Word for word, repeat every record.
━━━━━━━━━━━━━━━━━━━━
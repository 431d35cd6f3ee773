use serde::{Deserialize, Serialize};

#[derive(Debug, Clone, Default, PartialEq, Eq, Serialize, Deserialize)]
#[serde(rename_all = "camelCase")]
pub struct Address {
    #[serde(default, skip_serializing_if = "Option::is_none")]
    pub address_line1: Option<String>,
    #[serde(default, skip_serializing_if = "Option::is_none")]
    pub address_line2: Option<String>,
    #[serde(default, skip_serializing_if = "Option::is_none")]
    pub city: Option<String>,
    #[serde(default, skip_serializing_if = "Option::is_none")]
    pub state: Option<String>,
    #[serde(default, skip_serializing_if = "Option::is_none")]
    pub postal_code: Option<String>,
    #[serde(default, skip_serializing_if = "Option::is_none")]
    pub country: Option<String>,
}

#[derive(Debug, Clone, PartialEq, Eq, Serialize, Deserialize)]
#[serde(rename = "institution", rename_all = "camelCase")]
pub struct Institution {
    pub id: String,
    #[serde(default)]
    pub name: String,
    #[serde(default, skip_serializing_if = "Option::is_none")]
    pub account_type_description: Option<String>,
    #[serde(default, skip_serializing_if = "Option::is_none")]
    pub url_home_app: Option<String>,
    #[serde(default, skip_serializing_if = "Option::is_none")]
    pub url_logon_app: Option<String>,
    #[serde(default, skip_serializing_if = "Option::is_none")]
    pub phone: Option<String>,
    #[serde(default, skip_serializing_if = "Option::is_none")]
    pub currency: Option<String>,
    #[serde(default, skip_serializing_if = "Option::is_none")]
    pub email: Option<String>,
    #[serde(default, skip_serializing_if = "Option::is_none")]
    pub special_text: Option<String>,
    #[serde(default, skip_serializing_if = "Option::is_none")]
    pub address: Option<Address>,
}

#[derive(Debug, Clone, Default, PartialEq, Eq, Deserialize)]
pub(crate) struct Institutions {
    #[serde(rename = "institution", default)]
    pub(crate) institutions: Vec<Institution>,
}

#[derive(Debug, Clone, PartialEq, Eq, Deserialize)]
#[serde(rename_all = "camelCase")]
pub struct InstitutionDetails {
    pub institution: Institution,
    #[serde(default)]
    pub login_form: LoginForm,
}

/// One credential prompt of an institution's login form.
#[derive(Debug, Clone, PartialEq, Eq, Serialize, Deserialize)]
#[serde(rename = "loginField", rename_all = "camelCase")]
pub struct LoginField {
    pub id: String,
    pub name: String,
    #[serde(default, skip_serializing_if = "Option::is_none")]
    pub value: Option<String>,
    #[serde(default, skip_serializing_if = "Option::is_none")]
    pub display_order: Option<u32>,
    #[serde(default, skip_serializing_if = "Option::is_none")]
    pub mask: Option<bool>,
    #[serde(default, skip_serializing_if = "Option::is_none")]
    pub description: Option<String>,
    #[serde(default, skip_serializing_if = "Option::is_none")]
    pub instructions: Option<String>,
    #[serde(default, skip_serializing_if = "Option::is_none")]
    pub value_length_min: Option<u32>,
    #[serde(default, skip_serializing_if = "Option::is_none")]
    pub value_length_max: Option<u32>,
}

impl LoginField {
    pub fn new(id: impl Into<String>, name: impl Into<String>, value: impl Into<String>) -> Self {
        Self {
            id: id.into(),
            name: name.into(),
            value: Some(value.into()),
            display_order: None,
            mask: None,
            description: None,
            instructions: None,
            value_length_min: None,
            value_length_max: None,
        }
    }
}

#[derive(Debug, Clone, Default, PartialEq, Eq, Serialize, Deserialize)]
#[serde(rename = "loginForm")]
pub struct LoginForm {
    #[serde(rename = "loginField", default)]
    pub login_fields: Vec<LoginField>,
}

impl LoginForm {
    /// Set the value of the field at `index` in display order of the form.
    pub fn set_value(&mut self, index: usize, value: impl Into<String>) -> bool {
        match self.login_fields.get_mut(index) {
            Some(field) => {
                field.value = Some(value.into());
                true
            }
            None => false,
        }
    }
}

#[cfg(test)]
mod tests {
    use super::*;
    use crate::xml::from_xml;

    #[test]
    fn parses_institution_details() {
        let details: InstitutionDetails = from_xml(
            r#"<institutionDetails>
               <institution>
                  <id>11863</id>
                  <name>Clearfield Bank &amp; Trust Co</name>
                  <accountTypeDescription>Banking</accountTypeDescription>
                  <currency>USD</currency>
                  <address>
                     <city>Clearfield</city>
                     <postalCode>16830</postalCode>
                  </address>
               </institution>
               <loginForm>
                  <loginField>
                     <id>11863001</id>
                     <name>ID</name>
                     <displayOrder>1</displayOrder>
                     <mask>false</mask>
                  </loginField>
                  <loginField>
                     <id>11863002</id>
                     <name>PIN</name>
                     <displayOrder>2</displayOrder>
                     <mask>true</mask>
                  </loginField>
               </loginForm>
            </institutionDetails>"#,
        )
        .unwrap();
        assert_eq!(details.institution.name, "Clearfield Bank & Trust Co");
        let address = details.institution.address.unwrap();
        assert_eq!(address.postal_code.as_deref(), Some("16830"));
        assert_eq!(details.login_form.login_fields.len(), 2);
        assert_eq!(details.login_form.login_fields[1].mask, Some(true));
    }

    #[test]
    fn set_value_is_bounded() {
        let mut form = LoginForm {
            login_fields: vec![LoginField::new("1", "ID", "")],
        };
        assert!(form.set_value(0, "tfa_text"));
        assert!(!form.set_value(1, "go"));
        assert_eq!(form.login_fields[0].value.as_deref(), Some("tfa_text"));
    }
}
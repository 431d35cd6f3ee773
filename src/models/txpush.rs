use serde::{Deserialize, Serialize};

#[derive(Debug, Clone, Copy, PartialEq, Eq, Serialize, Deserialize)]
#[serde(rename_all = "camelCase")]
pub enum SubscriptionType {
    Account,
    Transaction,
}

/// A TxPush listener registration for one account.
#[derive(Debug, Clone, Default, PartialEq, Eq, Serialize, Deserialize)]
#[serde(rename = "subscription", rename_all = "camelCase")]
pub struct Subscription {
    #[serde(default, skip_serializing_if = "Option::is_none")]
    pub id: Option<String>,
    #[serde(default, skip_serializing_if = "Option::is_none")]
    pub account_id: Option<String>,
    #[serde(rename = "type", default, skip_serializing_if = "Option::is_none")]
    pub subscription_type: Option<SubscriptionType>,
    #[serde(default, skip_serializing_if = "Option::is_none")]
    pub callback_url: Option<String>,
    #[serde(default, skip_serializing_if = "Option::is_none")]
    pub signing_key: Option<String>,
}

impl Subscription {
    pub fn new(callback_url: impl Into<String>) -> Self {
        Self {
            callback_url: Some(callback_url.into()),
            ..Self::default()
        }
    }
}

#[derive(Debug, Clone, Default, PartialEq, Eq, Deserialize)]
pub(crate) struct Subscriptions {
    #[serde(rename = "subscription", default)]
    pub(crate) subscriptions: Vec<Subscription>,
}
━━━━━━━━━━━━━━━━━━━━
ANSWER:
repository 431d35cd6f3ee773
use serde::{Deserialize, Serialize};

#[derive(Debug, Clone, Default, PartialEq, Eq, Serialize, Deserialize)]
#[serde(rename_all = "camelCase")]
pub struct Address {
    #[serde(default, skip_serializing_if = "Option::is_none")]
    pub address_line1: Option<String>,
    #[serde(default, skip_serializing_if = "Option::is_none")]
    pub address_line2: Option<String>,
    #[serde(default, skip_serializing_if = "Option::is_none")]
    pub city: Option<String>,
    #[serde(default, skip_serializing_if = "Option::is_none")]
    pub state: Option<String>,
    #[serde(default, skip_serializing_if = "Option::is_none")]
    pub postal_code: Option<String>,
    #[serde(default, skip_serializing_if = "Option::is_none")]
    pub country: Option<String>,
}

#[derive(Debug, Clone, PartialEq, Eq, Serialize, Deserialize)]
#[serde(rename = "institution", rename_all = "camelCase")]
pub struct Institution {
    pub id: String,
    #[serde(default)]
    pub name: String,
    #[serde(default, skip_serializing_if = "Option::is_none")]
    pub account_type_description: Option<String>,
    #[serde(default, skip_serializing_if = "Option::is_none")]
    pub url_home_app: Option<String>,
    #[serde(default, skip_serializing_if = "Option::is_none")]
    pub url_logon_app: Option<String>,
    #[serde(default, skip_serializing_if = "Option::is_none")]
    pub phone: Option<String>,
    #[serde(default, skip_serializing_if = "Option::is_none")]
    pub currency: Option<String>,
    #[serde(default, skip_serializing_if = "Option::is_none")]
    pub email: Option<String>,
    #[serde(default, skip_serializing_if = "Option::is_none")]
    pub special_text: Option<String>,
    #[serde(default, skip_serializing_if = "Option::is_none")]
    pub address: Option<Address>,
}

#[derive(Debug, Clone, Default, PartialEq, Eq, Deserialize)]
pub(crate) struct Institutions {
    #[serde(rename = "institution", default)]
    pub(crate) institutions: Vec<Institution>,
}

#[derive(Debug, Clone, PartialEq, Eq, Deserialize)]
#[serde(rename_all = "camelCase")]
pub struct InstitutionDetails {
    pub institution: Institution,
    #[serde(default)]
    pub login_form: LoginForm,
}

/// One credential prompt of an institution's login form.
#[derive(Debug, Clone, PartialEq, Eq, Serialize, Deserialize)]
#[serde(rename = "loginField", rename_all = "camelCase")]
pub struct LoginField {
    pub id: String,
    pub name: String,
    #[serde(default, skip_serializing_if = "Option::is_none")]
    pub value: Option<String>,
    #[serde(default, skip_serializing_if = "Option::is_none")]
    pub display_order: Option<u32>,
    #[serde(default, skip_serializing_if = "Option::is_none")]
    pub mask: Option<bool>,
    #[serde(default, skip_serializing_if = "Option::is_none")]
    pub description: Option<String>,
    #[serde(default, skip_serializing_if = "Option::is_none")]
    pub instructions: Option<String>,
    #[serde(default, skip_serializing_if = "Option::is_none")]
    pub value_length_min: Option<u32>,
    #[serde(default, skip_serializing_if = "Option::is_none")]
    pub value_length_max: Option<u32>,
}

impl LoginField {
    pub fn new(id: impl Into<String>, name: impl Into<String>, value: impl Into<String>) -> Self {
        Self {
            id: id.into(),
            name: name.into(),
            value: Some(value.into()),
            display_order: None,
            mask: None,
            description: None,
            instructions: None,
            value_length_min: None,
            value_length_max: None,
        }
    }
}

#[derive(Debug, Clone, Default, PartialEq, Eq, Serialize, Deserialize)]
#[serde(rename = "loginForm")]
pub struct LoginForm {
    #[serde(rename = "loginField", default)]
    pub login_fields: Vec<LoginField>,
}

impl LoginForm {
    /// Set the value of the field at `index` in display order of the form.
    pub fn set_value(&mut self, index: usize, value: impl Into<String>) -> bool {
        match self.login_fields.get_mut(index) {
            Some(field) => {
                field.value = Some(value.into());
                true
            }
            None => false,
        }
    }
}

#[cfg(test)]
mod tests {
    use super::*;
    use crate::xml::from_xml;

    #[test]
    fn parses_institution_details() {
        let details: InstitutionDetails = from_xml(
            r#"<institutionDetails>
               <institution>
                  <id>11863</id>
                  <name>Clearfield Bank &amp; Trust Co</name>
                  <accountTypeDescription>Banking</accountTypeDescription>
                  <currency>USD</currency>
                  <address>
                     <city>Clearfield</city>
                     <postalCode>16830</postalCode>
                  </address>
               </institution>
               <loginForm>
                  <loginField>
                     <id>11863001</id>
                     <name>ID</name>
                     <displayOrder>1</displayOrder>
                     <mask>false</mask>
                  </loginField>
                  <loginField>
                     <id>11863002</id>
                     <name>PIN</name>
                     <displayOrder>2</displayOrder>
                     <mask>true</mask>
                  </loginField>
               </loginForm>
            </institutionDetails>"#,
        )
        .unwrap();
        assert_eq!(details.institution.name, "Clearfield Bank & Trust Co");
        let address = details.institution.address.unwrap();
        assert_eq!(address.postal_code.as_deref(), Some("16830"));
        assert_eq!(details.login_form.login_fields.len(), 2);
        assert_eq!(details.login_form.login_fields[1].mask, Some(true));
    }

    #[test]
    fn set_value_is_bounded() {
        let mut form = LoginForm {
            login_fields: vec![LoginField::new("1", "ID", "")],
        };
        assert!(form.set_value(0, "tfa_text"));
        assert!(!form.set_value(1, "go"));
        assert_eq!(form.login_fields[0].value.as_deref(), Some("tfa_text"));
    }
}
repository 431d35cd6f3ee773
filename src/models/txpush.rs
use serde::{Deserialize, Serialize};

#[derive(Debug, Clone, Copy, PartialEq, Eq, Serialize, Deserialize)]
#[serde(rename_all = "camelCase")]
pub enum SubscriptionType {
    Account,
    Transaction,
}

/// A TxPush listener registration for one account.
#[derive(Debug, Clone, Default, PartialEq, Eq, Serialize, Deserialize)]
#[serde(rename = "subscription", rename_all = "camelCase")]
pub struct Subscription {
    #[serde(default, skip_serializing_if = "Option::is_none")]
    pub id: Option<String>,
    #[serde(default, skip_serializing_if = "Option::is_none")]
    pub account_id: Option<String>,
    #[serde(rename = "type", default, skip_serializing_if = "Option::is_none")]
    pub subscription_type: Option<SubscriptionType>,
    #[serde(default, skip_serializing_if = "Option::is_none")]
    pub callback_url: Option<String>,
    #[serde(default, skip_serializing_if = "Option::is_none")]
    pub signing_key: Option<String>,
}

impl Subscription {
    pub fn new(callback_url: impl Into<String>) -> Self {
        Self {
            callback_url: Some(callback_url.into()),
            ..Self::default()
        }
    }
}

#[derive(Debug, Clone, Default, PartialEq, Eq, Deserialize)]
pub(crate) struct Subscriptions {
    #[serde(rename = "subscription", default)]
    pub(crate) subscriptions: Vec<Subscription>,
}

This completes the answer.